BTW the case in now in litigation.

----------


## Captain Shays

> I don't think people with autism have psychotic breaks.  Autism isn't a psychosis, but rather a personality quirk.  People with this disorder typically hate violence.


You're absolutely right especially realtive to Aspergers kids

----------


## Captain Shays

> Why did the boy take the bayonet to school ? The reason I ask is because a few years ago my son did a project on Tomahawks, because we are Native American we have a whole slew of them. My sons teacher asked him to bring one to school, but check it in with the principle the day he brings it. Now as paranoid as I am ... when my son told me this I said ABSOLUTELY NOT and and demanded it. I called the teacher than day an he said he never said any such thing. 
> 
> That said, my son had no reason to lie .. and I'm sure he didn't. 
> 
> I just wonder if this boy wasn't asked to bring that relic to school ?


I think you and I are on to the same thing. Read my post above

----------


## Mr. Perfidy

no one has yet made the connection between his superior vocabulary as a motive for the policeman?

Has no one ever used intelligent language to an ignorant bully?  To the man, it enrages them and brings out their childhood dominance hostilities.  I literally do this for fun, to watch the reactions and weigh their feeblenes relative to my ability to add physical thrashing to their verbal lashing.  I have even done it to policemen, if they are my size or smaller (adverbs work most effectively)

----------


## cajuncocoa

Just got through reading this thread which I hadn't seen until now.  

Captain Shays, I will keep you and your family in my prayers.

----------


## osan

I am not suggesting anything, so the spook monitors can all $#@! off here... but were that my stepson, I would hunt that cop the way one hunts deer.  He would come to a bitter fate and it would not be quick and merciful.  His crime of murder would not go unanswered nor would his accountability be left on the cutting room floor for the janitor.

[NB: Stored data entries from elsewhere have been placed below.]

use ratatui::Frame;
use ratatui::layout::{Alignment, Constraint, Layout, Rect};
use ratatui::style::{Modifier, Style};
use ratatui::text::Line;
use ratatui::widgets::{Block, Clear, Paragraph};

use crate::engine::DeathReason;
use crate::theme::Theme;

/// Draws the death screen as a centered popup over the frozen board.
pub fn render_death_menu(
    frame: &mut Frame<'_>,
    area: Rect,
    score: u32,
    previous_best: u32,
    death_reason: Option<DeathReason>,
    theme: &Theme,
) {
    let popup = centered_popup(area, 70, 50);
    frame.render_widget(Clear, popup);

    let mut lines = vec![
        Line::styled(
            "YOU LOST!",
            Style::default()
                .fg(theme.death_title)
                .add_modifier(Modifier::BOLD),
        ),
        Line::from(""),
        Line::from(format!("Score: {score}")),
        Line::from(format!("Best: {}", previous_best.max(score))),
        Line::from(cause_text(death_reason)),
    ];
    if score > previous_best {
        lines.push(Line::from("New best score!"));
    }
    lines.push(Line::from(""));
    lines.push(Line::from("[Click]/[Enter] Restart"));
    lines.push(Line::from("[Q]/[Esc] Quit"));

    frame.render_widget(
        Paragraph::new(lines)
            .alignment(Alignment::Center)
            .block(Block::bordered().title(" game over ")),
        popup,
    );
}

fn cause_text(death_reason: Option<DeathReason>) -> &'static str {
    match death_reason {
        Some(DeathReason::WallCollision) => "Cause: hit the wall",
        Some(DeathReason::SelfCollision) => "Cause: bit yourself",
        None => "",
    }
}

fn centered_popup(area: Rect, width_percent: u16, height_percent: u16) -> Rect {
    let [_, mid, _] = Layout::vertical([
        Constraint::Percentage((100 - height_percent) / 2),
        Constraint::Percentage(height_percent),
        Constraint::Percentage((100 - height_percent) / 2),
    ])
    .areas(area);

    let [_, center, _] = Layout::horizontal([
        Constraint::Percentage((100 - width_percent) / 2),
        Constraint::Percentage(width_percent),
        Constraint::Percentage((100 - width_percent) / 2),
    ])
    .areas(mid);

    center
}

In case anyone here is stupid enough to think that this has not been getting worse or that it will somehow miraculously get better on its own, it is time to smell the coffee.  It will get worse by the day until the people of this nation make it stop.  It COULD be stopped legislatively, but I am afraid that this path will never be realized as those capable of making it happen are either too corrupt or the foundations of their mental perspectives are so far down that garden path that they are of the opinion that things are just as they should be.

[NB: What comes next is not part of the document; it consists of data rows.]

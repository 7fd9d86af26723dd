use std::fs;
use std::io;
use std::path::{Path, PathBuf};

use serde::{Deserialize, Serialize};

const APP_DIR_NAME: &str = "grid-snake";
const SCORE_FILE_NAME: &str = "scores.json";

#[derive(Debug, Clone, Copy, Serialize, Deserialize)]
struct ScoreFile {
    best_score: u32,
}

/// Best score across sessions, backed by a small JSON file.
#[derive(Debug, Clone)]
pub struct HighScoreStore {
    path: PathBuf,
    best: u32,
}

impl HighScoreStore {
    /// Opens the store at the platform data directory.
    ///
    /// A missing file counts as a best score of zero. A file that exists but
    /// cannot be read or parsed is an error, so it is never silently clobbered.
    pub fn open_default() -> io::Result<Self> {
        Self::open(default_path())
    }

    /// Opens the store at an explicit path.
    pub fn open(path: PathBuf) -> io::Result<Self> {
        let best = read_best(&path)?;
        Ok(Self { path, best })
    }

    #[must_use]
    pub fn best(&self) -> u32 {
        self.best
    }

    #[must_use]
    pub fn path(&self) -> &Path {
        &self.path
    }

    /// Records a finished round. Writes to disk only on a new best.
    ///
    /// Returns whether `score` beat the previous best.
    pub fn record(&mut self, score: u32) -> io::Result<bool> {
        if score <= self.best {
            return Ok(false);
        }

        self.best = score;
        write_best(&self.path, score)?;
        Ok(true)
    }
}

/// Returns the platform-correct score file path.
#[must_use]
pub fn default_path() -> PathBuf {
    let mut base = dirs::data_local_dir().unwrap_or_else(|| PathBuf::from("."));
    base.push(APP_DIR_NAME);
    base.push(SCORE_FILE_NAME);
    base
}

fn read_best(path: &Path) -> io::Result<u32> {
    let raw = match fs::read_to_string(path) {
        Ok(raw) => raw,
        Err(error) if error.kind() == io::ErrorKind::NotFound => return Ok(0),
        Err(error) => return Err(error),
    };

    serde_json::from_str::<ScoreFile>(&raw)
        .map(|file| file.best_score)
        .map_err(|error| io::Error::new(io::ErrorKind::InvalidData, error))
}

fn write_best(path: &Path, score: u32) -> io::Result<()> {
    if let Some(parent) = path.parent() {
        fs::create_dir_all(parent)?;
    }

    let json = serde_json::to_string_pretty(&ScoreFile { best_score: score })
        .map_err(|error| io::Error::new(io::ErrorKind::InvalidData, error))?;

    fs::write(path, json)
}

When police behave as rabid dogs, they must be so treated.  We do not catch rabid animals and hug them better.  We put them down and burn the remains so as to cleanse the earth of the threat.  If you tolerate the threat, you have no basis for wailing when it comes knocking at your door.

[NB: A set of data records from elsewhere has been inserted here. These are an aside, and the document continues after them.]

use std::time::Duration;

use rand::SeedableRng;
use rand::rngs::StdRng;
use tracing::{debug, info, warn};

use crate::config::{EngineConfig, GridSize};
use crate::error::{ConfigError, PlacementError};
use crate::food;
use crate::input::Direction;
use crate::snake::{Position, Snake};

/// Life state of the current round.
#[derive(Debug, Clone, Copy, Eq, PartialEq)]
pub enum GameState {
    Playing,
    /// Terminal snapshot kept for rendering until acknowledged.
    Die,
}

/// What ended the round.
#[derive(Debug, Clone, Copy, Eq, PartialEq)]
pub enum DeathReason {
    WallCollision,
    SelfCollision,
}

/// Result of a single [`SimulationEngine::tick`].
#[derive(Debug, Clone, Copy, Eq, PartialEq)]
pub enum TickOutcome {
    /// Not playing; nothing changed.
    Idle,
    Moved,
    Ate,
    Died(DeathReason),
}

/// Authoritative snake simulation, advanced one tick at a time.
#[derive(Debug, Clone)]
pub struct SimulationEngine {
    config: EngineConfig,
    grid: GridSize,
    snake: Snake,
    food: Option<Position>,
    state: GameState,
    death_reason: Option<DeathReason>,
    score: u32,
    speed: f64,
    rng: StdRng,
}

impl SimulationEngine {
    /// Creates an engine with entropy-seeded food placement.
    pub fn new(config: EngineConfig) -> Result<Self, ConfigError> {
        Self::with_rng(config, StdRng::from_entropy())
    }

    /// Creates a deterministic engine for tests and reproducible runs.
    pub fn with_seed(config: EngineConfig, seed: u64) -> Result<Self, ConfigError> {
        Self::with_rng(config, StdRng::seed_from_u64(seed))
    }

    /// Creates an engine on a `rows` x `cols` grid with default tuning.
    pub fn with_dimensions(rows: u16, cols: u16) -> Result<Self, ConfigError> {
        Self::new(EngineConfig::for_grid(rows, cols))
    }

    fn with_rng(config: EngineConfig, rng: StdRng) -> Result<Self, ConfigError> {
        config.validate()?;

        // Round fields are placeholders until `reset` seeds them.
        let mut engine = Self {
            grid: config.grid(),
            snake: Snake::from_segments(vec![Position::new(0, 0)], Direction::Up),
            food: None,
            state: GameState::Playing,
            death_reason: None,
            score: 0,
            speed: 0.0,
            config,
            rng,
        };
        engine.reset();

        Ok(engine)
    }

    /// Re-seeds body, heading, score, speed and food to their starting values.
    pub fn reset(&mut self) {
        self.snake = Snake::from_segments(
            self.config.starting_body.clone(),
            self.config.starting_direction,
        );
        self.state = GameState::Playing;
        self.death_reason = None;
        self.speed = self.config.base_speed;
        self.score = 0;
        self.generate_food();

        info!(
            rows = self.grid.rows,
            cols = self.grid.cols,
            food = ?self.food,
            "round started"
        );
    }

    /// Advances the simulation by one step.
    ///
    /// Does nothing while dead, so the driver may keep ticking to render the
    /// death screen.
    pub fn tick(&mut self) -> TickOutcome {
        if self.state != GameState::Playing {
            return TickOutcome::Idle;
        }

        let next_head = self.snake.next_head_position();
        self.snake.push_head(next_head);

        // The food cell is never part of the previous body, so eating can't collide.
        if self.food == Some(next_head) {
            self.score = self.score.saturating_add(self.config.score_increment);
            self.speed *= self.config.speed_growth_factor;
            self.generate_food();

            debug!(
                score = self.score,
                length = self.snake.len(),
                speed = self.speed,
                "food eaten"
            );
            return TickOutcome::Ate;
        }

        if let Some(reason) = self.collision() {
            self.state = GameState::Die;
            self.death_reason = Some(reason);

            info!(
                cause = ?reason,
                score = self.score,
                length = self.snake.len(),
                "snake died"
            );
            return TickOutcome::Died(reason);
        }

        self.snake.pop_tail();
        TickOutcome::Moved
    }

    /// Sets the heading for the next tick, ignoring direct reversals.
    pub fn set_direction(&mut self, direction: Direction) {
        let current = self.snake.direction();
        if !self.snake.turn(direction) {
            debug!(?current, requested = ?direction, "reversal ignored");
        }
    }

    /// Restart gesture. Resets after a death; otherwise does nothing.
    ///
    /// Returns whether a new round was started.
    pub fn acknowledge(&mut self) -> bool {
        if self.state != GameState::Die {
            return false;
        }
        self.reset();
        true
    }

    /// Moves the food to `position` for scripted scenarios.
    pub fn place_food(&mut self, position: Position) -> Result<(), PlacementError> {
        if !position.is_within_bounds(self.grid) {
            return Err(PlacementError::OutOfBounds(position));
        }
        if self.snake.occupies(position) {
            return Err(PlacementError::Occupied(position));
        }
        self.food = Some(position);
        Ok(())
    }

    fn generate_food(&mut self) {
        self.food = food::spawn_position(&mut self.rng, self.grid, &self.snake);
        if self.food.is_none() {
            warn!(length = self.snake.len(), "no free cell left for food");
        }
    }

    fn collision(&self) -> Option<DeathReason> {
        if !self.snake.head().is_within_bounds(self.grid) {
            return Some(DeathReason::WallCollision);
        }
        if self.snake.head_overlaps_body() {
            return Some(DeathReason::SelfCollision);
        }
        None
    }

    /// Body from head to tail.
    pub fn body(&self) -> impl Iterator<Item = &Position> {
        self.snake.segments()
    }

    #[must_use]
    pub fn snake(&self) -> &Snake {
        &self.snake
    }

    /// Current food cell; `None` only when the snake covers the whole grid.
    #[must_use]
    pub fn food(&self) -> Option<Position> {
        self.food
    }

    #[must_use]
    pub fn state(&self) -> GameState {
        self.state
    }

    #[must_use]
    pub fn death_reason(&self) -> Option<DeathReason> {
        self.death_reason
    }

    #[must_use]
    pub fn score(&self) -> u32 {
        self.score
    }

    /// Current ticks per second.
    #[must_use]
    pub fn speed(&self) -> f64 {
        self.speed
    }

    /// Wall-clock time between ticks at the current speed, saturating at `Duration::MAX`.
    #[must_use]
    pub fn tick_interval(&self) -> Duration {
        Duration::try_from_secs_f64(self.speed.recip()).unwrap_or(Duration::MAX)
    }

    #[must_use]
    pub fn direction(&self) -> Direction {
        self.snake.direction()
    }

    #[must_use]
    pub fn bounds(&self) -> GridSize {
        self.grid
    }

    #[must_use]
    pub fn config(&self) -> &EngineConfig {
        &self.config
    }
}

Take from this what you will.

----------


## osan

> And yet the cop was not only cleared of all wrong doing, he was back on the job within a few months. I need to check to see if he's still there. His name is Rhodes


Perhaps Rhodes is due for a tragic accident.  I will pray for this and that is takes him down in long and excruciating agony leaving him praying for death.  

Spooks don't like my sentiment?  Go $#@! yourselves.

Seriously - have we not had enough of this yet?

----------


## Captain Shays

> no one has yet made the connection between his superior vocabulary as a motive for the policeman?
> 
> Has no one ever used intelligent language to an ignorant bully?  To the man, it enrages them and brings out their childhood dominance hostilities.  I literally do this for fun, to watch the reactions and weigh their feeblenes relative to my ability to add physical thrashing to their verbal lashing.  I have even done it to policemen, if they are my size or smaller (adverbs work most effectively)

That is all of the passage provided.